> **PROBLEM STATEMENT**
One number should be the full reply: how many lines of the material below contain "cannot".

DATA FOR THIS TASK section start

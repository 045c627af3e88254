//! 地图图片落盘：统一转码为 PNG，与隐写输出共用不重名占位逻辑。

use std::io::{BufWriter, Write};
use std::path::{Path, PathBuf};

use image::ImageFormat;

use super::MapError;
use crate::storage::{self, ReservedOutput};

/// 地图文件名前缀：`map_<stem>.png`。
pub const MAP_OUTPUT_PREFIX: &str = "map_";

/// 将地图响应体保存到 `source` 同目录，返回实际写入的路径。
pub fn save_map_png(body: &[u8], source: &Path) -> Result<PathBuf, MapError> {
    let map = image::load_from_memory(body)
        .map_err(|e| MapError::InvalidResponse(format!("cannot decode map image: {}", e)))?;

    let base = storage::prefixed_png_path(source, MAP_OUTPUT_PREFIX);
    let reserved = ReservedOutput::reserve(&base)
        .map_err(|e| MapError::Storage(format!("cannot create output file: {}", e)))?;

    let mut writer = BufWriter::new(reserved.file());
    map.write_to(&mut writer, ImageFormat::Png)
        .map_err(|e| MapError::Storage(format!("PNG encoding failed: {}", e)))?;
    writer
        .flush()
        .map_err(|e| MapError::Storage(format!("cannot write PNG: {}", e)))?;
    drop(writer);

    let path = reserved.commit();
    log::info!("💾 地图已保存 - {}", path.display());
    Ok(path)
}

DATA FOR THIS TASK section end

> **FINISHED TASK**
3